--- START ---

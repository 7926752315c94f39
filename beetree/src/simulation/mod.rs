//! Deterministic Simulation Testing (DST) infrastructure.
//!
//! This module provides tools for testing the tree with:
//! - An in-memory log with fault injection
//! - Reproducible random batches of puts and deletes
//! - Structural invariant checks after every batch
//! - Snapshot checks of older versions against recorded models
//!
//! # Design Principles
//!
//! 1. All I/O goes through the [`Log`](crate::storage::Log) trait and can be simulated
//! 2. All randomness is seeded for reproducibility
//! 3. Faults can be injected at any block read or append
//! 4. Given the same seed, execution is identical
//!
//! # Usage
//!
//! ```
//! use beetree::simulation::{FaultConfig, Simulator, SimulatorConfig};
//!
//! let config = SimulatorConfig::new(12345) // seed
//!     .with_fault_config(FaultConfig::low_faults());
//!
//! let mut sim = Simulator::new(config);
//! let result = sim.run(50); // Run 50 batches
//!
//! assert!(result.passed());
//! ```

mod invariants;
mod simulator;
mod storage;

pub use invariants::{InvariantChecker, InvariantViolation};
pub use simulator::{SimulationResult, Simulator, SimulatorConfig, WorkloadConfig};
pub use storage::{FaultConfig, SimulatedLog, SimulatedLogStats};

--- END ---

Print the first line of the records above and each line after it, exactly, through the line with "with fault injection".

== Response area ==
repository 7926752315c94f39
filename beetree/src/simulation/mod.rs
//! Deterministic Simulation Testing (DST) infrastructure.
//!
//! This module provides tools for testing the tree with:
//! - An in-memory log with fault injection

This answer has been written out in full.